• Exercise objective: A single figure is expected: how many lines of the data that follows contain the word "Reverse".

===============

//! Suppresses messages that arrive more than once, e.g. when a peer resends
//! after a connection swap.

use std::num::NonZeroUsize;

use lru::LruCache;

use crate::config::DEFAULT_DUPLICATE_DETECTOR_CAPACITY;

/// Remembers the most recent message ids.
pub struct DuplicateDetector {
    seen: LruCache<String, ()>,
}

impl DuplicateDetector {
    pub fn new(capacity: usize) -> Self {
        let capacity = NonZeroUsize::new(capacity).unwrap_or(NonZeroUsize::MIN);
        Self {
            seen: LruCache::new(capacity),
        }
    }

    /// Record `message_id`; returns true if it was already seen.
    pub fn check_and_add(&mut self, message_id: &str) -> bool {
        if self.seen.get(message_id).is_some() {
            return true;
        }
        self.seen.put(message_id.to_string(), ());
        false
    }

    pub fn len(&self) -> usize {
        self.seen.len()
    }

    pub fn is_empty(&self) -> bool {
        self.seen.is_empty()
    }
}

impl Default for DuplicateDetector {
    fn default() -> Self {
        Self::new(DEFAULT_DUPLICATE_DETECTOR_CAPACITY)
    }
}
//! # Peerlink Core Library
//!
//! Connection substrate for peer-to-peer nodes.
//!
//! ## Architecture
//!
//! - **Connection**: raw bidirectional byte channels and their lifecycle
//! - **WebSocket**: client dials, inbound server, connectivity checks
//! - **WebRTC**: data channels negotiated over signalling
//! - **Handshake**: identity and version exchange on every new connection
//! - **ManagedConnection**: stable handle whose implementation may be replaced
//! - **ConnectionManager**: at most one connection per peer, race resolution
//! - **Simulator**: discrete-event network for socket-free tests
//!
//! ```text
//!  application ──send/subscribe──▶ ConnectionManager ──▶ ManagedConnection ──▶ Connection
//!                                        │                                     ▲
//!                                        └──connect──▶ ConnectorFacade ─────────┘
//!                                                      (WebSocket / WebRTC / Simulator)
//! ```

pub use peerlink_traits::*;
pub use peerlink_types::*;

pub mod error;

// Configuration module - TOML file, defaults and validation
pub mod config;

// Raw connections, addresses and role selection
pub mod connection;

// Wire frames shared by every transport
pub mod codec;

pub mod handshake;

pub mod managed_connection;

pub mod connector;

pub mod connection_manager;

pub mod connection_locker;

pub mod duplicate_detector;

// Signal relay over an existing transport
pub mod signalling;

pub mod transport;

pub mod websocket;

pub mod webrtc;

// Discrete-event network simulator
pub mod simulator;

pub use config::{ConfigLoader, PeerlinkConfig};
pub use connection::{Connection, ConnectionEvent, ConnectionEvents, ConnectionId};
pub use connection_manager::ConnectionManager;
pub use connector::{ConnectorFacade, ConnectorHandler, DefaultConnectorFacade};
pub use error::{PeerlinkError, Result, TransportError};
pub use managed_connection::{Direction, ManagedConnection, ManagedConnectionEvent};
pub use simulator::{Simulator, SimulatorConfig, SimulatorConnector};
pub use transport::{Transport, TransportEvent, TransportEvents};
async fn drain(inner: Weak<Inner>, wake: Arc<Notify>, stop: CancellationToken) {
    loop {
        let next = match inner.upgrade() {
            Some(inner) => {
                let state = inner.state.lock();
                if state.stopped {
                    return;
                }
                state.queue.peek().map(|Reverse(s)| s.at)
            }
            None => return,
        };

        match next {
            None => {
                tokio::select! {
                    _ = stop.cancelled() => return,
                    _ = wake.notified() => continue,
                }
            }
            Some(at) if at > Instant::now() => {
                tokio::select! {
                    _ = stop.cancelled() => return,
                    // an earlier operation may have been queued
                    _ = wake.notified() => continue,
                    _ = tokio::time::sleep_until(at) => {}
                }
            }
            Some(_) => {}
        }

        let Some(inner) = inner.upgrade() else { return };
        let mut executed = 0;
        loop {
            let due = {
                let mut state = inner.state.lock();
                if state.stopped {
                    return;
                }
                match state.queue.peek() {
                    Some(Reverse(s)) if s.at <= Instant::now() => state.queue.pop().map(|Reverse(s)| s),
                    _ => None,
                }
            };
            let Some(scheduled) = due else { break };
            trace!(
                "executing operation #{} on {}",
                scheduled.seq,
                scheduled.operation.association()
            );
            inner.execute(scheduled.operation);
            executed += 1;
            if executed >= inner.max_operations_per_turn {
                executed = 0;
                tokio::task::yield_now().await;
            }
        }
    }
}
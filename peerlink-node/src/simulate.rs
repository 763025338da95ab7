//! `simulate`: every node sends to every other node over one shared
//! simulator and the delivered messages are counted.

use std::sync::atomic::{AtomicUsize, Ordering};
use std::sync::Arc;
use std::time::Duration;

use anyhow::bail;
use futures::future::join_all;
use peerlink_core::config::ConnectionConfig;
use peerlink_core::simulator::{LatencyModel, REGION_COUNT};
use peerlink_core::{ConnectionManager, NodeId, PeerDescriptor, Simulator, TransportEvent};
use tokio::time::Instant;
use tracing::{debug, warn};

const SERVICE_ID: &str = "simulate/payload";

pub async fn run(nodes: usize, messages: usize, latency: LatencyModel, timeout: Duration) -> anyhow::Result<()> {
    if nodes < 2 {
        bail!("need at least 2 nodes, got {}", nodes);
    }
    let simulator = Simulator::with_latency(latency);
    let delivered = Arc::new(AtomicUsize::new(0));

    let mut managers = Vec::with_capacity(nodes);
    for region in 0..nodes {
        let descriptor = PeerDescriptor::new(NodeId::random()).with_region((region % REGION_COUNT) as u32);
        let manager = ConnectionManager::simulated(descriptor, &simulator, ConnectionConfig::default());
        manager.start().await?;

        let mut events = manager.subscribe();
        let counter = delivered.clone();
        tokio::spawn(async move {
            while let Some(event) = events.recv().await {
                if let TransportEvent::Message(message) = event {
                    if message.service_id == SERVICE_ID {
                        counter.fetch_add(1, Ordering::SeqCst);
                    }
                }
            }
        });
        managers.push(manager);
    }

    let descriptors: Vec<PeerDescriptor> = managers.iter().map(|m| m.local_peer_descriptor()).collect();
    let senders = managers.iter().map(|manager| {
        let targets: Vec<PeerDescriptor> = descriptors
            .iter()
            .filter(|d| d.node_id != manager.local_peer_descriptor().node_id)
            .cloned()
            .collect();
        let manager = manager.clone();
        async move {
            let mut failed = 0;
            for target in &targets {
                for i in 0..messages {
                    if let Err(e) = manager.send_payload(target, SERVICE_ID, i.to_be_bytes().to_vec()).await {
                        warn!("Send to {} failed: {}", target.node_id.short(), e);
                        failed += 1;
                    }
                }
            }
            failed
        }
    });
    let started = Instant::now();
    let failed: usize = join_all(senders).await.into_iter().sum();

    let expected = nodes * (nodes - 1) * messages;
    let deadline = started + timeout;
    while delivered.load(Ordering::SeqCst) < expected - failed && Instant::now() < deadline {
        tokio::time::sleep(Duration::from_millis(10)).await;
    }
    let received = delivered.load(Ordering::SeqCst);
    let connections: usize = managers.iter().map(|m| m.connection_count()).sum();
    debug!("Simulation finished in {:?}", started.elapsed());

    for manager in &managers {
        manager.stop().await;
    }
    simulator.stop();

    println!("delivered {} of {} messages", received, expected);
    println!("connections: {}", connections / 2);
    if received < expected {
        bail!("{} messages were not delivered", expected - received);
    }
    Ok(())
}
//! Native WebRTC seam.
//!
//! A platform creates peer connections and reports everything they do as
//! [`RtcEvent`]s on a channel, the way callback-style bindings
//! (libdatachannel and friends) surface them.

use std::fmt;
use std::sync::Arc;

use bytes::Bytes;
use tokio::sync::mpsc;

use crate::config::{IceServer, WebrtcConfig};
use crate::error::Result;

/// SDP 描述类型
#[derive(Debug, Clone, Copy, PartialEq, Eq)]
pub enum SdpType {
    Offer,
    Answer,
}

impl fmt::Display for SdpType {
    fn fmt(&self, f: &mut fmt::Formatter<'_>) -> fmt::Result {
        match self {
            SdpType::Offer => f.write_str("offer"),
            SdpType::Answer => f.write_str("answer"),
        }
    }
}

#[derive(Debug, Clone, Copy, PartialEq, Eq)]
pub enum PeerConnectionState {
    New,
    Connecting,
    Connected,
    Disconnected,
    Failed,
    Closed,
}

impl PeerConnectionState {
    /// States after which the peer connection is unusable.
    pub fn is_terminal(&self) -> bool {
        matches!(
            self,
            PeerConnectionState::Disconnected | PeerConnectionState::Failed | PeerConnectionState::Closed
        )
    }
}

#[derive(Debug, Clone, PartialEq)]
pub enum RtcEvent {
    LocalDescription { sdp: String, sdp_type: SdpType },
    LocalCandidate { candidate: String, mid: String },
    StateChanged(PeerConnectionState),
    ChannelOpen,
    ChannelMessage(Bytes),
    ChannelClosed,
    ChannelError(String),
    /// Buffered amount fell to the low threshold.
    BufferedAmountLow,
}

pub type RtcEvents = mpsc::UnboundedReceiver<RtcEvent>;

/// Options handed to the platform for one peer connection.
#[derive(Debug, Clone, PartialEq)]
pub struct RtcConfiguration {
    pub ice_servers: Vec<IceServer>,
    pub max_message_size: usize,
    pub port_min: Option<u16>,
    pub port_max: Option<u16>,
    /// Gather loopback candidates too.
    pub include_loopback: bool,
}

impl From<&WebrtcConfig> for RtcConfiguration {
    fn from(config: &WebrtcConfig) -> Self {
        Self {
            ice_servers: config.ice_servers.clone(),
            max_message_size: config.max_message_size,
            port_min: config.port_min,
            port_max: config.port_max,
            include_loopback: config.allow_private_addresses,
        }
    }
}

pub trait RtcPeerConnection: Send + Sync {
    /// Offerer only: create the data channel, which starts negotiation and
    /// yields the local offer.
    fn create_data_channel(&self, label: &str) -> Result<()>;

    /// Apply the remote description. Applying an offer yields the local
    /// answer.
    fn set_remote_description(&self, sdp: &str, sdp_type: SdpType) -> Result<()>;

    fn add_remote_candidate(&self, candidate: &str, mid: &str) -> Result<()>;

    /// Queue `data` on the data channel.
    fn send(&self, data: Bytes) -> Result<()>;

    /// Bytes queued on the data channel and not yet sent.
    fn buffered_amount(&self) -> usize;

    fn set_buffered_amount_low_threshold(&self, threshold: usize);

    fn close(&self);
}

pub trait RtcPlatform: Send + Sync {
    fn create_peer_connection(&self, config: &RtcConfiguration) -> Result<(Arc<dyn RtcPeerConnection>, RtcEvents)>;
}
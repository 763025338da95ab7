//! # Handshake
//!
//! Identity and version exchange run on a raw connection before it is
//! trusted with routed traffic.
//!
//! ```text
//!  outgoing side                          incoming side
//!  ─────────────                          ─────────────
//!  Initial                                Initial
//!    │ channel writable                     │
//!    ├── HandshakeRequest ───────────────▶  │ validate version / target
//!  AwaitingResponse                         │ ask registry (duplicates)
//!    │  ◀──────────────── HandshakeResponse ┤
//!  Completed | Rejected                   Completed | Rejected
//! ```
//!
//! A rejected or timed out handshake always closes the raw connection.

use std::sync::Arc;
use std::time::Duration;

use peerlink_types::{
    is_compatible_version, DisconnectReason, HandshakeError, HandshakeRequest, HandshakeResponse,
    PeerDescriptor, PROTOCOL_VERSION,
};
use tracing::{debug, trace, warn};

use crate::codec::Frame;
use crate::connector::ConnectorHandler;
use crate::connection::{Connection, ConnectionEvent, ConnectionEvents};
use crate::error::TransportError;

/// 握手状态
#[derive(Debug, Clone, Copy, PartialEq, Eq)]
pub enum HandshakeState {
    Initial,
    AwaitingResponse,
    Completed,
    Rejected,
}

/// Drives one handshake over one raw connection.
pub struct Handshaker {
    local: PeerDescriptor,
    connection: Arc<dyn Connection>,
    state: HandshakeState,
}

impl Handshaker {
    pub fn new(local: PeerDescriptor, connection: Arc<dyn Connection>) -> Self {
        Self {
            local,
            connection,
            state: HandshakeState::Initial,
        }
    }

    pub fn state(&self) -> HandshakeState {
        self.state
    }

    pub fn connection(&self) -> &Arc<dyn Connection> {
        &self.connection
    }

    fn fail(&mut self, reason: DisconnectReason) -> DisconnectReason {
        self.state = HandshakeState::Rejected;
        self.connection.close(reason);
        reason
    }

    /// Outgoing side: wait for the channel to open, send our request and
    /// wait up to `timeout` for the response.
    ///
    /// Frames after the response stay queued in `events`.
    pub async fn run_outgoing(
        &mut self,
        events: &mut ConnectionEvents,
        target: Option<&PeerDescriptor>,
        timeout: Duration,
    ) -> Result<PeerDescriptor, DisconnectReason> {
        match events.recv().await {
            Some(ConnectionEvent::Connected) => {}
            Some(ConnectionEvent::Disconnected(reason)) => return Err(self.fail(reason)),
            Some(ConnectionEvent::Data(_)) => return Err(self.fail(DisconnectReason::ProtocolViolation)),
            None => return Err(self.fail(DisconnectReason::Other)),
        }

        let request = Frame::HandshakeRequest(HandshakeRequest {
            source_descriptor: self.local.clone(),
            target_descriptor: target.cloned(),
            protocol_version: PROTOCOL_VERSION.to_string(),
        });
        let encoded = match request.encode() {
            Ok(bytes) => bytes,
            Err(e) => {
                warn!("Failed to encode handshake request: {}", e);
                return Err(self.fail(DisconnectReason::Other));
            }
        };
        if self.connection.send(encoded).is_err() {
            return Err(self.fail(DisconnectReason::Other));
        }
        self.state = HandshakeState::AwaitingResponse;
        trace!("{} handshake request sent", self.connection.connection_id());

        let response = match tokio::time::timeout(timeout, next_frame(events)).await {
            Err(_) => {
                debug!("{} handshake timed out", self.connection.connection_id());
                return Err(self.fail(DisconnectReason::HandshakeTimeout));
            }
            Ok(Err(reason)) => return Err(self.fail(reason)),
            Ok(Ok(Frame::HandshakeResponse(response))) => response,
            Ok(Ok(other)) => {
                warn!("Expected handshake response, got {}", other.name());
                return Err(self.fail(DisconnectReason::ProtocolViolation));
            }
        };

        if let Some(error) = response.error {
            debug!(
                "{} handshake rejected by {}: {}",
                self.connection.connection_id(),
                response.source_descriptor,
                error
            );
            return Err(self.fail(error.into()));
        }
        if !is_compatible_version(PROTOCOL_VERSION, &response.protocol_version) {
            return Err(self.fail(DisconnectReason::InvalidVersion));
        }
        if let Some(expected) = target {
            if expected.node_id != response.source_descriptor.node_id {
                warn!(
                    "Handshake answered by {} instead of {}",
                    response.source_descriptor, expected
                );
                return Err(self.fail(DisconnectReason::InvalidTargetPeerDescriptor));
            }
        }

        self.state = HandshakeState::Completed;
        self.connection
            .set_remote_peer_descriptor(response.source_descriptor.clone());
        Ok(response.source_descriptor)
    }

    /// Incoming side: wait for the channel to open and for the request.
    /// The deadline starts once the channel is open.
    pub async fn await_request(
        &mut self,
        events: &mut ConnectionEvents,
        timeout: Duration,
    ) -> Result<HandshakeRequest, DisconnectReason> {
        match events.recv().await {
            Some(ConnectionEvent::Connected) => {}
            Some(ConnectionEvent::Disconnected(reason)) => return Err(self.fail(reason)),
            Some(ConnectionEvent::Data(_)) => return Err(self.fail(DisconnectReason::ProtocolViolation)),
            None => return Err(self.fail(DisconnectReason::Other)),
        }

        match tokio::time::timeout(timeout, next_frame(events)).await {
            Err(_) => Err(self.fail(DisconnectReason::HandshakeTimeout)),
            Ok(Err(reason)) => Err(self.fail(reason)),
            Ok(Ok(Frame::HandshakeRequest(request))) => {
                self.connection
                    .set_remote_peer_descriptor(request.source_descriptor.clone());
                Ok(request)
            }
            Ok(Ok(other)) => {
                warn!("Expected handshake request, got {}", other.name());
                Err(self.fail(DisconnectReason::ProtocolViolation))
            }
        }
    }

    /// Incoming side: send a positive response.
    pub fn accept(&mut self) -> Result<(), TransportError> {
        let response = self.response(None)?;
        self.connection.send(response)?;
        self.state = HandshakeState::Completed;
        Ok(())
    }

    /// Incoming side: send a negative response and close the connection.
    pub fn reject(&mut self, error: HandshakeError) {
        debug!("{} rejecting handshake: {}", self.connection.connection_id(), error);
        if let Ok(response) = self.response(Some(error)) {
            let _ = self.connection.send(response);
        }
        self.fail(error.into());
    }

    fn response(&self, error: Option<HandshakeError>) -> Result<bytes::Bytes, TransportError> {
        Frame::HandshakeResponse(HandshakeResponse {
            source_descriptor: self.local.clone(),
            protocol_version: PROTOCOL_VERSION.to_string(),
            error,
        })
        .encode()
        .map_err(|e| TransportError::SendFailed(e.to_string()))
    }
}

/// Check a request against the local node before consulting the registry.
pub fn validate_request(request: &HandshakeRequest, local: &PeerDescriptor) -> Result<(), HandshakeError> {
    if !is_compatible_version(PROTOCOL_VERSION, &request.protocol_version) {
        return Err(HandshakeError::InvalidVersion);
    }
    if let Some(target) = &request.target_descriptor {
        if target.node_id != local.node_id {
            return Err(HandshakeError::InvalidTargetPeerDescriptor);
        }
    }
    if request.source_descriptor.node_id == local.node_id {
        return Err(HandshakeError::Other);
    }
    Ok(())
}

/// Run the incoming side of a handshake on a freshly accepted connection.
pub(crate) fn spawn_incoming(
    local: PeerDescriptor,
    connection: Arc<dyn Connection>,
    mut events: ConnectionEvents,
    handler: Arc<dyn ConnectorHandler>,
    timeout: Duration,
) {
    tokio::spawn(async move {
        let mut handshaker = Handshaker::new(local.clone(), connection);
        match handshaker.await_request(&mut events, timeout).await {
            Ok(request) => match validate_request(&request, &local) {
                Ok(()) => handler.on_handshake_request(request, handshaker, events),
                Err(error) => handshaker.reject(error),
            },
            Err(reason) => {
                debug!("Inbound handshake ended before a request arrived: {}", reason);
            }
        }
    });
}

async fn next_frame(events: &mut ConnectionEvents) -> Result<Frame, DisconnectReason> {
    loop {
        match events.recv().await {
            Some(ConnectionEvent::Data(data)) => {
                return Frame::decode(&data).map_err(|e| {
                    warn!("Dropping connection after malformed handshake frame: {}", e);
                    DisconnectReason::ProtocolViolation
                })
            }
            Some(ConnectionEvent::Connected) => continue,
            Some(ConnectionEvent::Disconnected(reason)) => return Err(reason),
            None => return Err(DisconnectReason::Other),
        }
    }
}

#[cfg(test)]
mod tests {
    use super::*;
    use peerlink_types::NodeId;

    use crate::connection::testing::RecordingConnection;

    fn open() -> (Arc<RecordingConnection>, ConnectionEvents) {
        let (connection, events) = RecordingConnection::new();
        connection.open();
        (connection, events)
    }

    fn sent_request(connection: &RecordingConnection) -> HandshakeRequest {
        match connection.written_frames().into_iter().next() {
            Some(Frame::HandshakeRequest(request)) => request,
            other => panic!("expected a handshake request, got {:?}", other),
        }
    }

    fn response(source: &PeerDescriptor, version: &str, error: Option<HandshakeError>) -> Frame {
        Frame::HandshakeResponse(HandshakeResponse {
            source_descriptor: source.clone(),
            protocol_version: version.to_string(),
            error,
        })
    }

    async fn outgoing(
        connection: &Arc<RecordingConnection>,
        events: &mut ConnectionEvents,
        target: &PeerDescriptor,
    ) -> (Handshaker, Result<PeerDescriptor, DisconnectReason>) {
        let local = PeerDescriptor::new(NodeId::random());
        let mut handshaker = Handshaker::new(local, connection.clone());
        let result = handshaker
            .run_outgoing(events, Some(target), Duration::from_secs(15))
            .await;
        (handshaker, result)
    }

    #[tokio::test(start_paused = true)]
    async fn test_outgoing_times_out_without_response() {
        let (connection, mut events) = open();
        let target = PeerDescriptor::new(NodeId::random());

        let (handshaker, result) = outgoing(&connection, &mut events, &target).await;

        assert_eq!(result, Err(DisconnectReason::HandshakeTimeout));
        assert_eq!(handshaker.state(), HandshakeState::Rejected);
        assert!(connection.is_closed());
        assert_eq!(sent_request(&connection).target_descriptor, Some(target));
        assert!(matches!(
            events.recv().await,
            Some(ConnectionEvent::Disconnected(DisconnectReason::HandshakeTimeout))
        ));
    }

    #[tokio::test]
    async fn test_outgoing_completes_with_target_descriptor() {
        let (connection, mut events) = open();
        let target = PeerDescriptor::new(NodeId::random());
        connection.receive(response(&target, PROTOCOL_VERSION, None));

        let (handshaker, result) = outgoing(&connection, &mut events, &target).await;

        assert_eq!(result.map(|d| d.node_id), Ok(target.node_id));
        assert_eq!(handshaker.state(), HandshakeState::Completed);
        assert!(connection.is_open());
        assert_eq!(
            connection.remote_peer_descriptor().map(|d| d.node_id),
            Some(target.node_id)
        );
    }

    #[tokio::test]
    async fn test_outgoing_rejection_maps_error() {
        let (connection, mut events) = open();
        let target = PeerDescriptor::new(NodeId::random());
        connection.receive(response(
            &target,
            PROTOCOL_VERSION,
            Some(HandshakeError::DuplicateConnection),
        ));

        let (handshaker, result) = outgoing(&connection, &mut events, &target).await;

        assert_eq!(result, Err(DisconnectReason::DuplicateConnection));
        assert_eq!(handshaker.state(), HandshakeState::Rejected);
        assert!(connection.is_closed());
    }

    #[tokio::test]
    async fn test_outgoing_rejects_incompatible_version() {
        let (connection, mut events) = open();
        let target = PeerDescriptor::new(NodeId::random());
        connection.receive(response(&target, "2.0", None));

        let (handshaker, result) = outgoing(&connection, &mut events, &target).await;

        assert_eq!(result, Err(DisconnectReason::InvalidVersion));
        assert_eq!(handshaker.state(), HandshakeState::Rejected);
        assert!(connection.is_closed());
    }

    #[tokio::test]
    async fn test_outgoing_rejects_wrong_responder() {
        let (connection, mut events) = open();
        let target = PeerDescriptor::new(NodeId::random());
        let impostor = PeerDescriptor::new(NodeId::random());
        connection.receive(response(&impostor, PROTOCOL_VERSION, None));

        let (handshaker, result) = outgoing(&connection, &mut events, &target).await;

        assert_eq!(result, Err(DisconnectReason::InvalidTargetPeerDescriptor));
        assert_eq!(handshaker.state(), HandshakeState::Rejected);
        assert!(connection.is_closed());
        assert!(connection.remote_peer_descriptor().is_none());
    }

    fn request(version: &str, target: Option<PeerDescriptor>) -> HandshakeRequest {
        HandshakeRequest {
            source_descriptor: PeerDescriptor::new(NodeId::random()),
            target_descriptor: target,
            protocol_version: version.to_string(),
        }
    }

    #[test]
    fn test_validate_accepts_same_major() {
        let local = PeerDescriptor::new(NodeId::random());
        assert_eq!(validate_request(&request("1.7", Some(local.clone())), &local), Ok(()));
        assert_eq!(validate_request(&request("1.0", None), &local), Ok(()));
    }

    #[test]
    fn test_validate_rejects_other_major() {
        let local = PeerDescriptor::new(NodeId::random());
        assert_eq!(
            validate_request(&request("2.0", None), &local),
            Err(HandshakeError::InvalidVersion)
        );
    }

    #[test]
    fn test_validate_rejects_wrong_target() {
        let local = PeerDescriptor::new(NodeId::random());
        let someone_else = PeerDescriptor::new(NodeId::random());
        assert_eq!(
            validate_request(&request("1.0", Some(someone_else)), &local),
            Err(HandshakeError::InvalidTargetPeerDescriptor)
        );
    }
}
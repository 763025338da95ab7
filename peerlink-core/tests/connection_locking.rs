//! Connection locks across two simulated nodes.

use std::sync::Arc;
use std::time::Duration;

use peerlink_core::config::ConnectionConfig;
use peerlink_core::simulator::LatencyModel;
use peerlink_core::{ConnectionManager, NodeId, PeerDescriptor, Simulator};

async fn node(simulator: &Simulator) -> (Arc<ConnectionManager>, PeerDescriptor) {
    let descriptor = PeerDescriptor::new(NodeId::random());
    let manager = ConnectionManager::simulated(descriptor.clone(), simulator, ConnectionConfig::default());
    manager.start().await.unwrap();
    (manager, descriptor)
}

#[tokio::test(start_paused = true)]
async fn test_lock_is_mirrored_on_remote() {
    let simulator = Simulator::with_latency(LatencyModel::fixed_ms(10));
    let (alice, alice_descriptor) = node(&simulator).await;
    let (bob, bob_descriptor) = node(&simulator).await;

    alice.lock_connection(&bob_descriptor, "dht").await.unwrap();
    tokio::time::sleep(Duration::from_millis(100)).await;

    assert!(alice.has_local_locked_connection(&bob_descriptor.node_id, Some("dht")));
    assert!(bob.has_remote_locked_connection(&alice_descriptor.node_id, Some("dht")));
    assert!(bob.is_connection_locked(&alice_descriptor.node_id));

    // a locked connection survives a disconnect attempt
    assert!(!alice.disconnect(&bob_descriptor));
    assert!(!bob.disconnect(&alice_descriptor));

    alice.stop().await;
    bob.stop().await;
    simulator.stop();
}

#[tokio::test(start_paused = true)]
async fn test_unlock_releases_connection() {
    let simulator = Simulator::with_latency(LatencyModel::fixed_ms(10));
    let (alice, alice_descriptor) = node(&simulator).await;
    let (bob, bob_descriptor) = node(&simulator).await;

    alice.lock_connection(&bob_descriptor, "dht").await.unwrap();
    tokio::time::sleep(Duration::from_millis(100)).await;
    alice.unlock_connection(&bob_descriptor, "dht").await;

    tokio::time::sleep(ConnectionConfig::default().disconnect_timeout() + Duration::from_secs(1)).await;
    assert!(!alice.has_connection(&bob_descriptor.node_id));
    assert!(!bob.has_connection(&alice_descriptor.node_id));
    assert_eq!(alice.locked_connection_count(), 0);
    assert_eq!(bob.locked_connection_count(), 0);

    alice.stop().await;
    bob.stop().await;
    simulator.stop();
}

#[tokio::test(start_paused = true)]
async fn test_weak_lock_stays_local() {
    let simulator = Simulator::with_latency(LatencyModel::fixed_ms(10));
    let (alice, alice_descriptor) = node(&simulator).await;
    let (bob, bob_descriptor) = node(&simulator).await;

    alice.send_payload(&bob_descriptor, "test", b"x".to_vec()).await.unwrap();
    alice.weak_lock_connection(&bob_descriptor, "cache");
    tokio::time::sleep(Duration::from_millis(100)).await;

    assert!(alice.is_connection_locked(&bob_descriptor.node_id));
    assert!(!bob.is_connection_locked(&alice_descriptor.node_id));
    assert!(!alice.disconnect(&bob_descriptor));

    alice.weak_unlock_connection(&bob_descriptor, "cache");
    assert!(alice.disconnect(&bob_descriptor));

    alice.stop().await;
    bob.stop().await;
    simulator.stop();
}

===============

• Response to the task: 2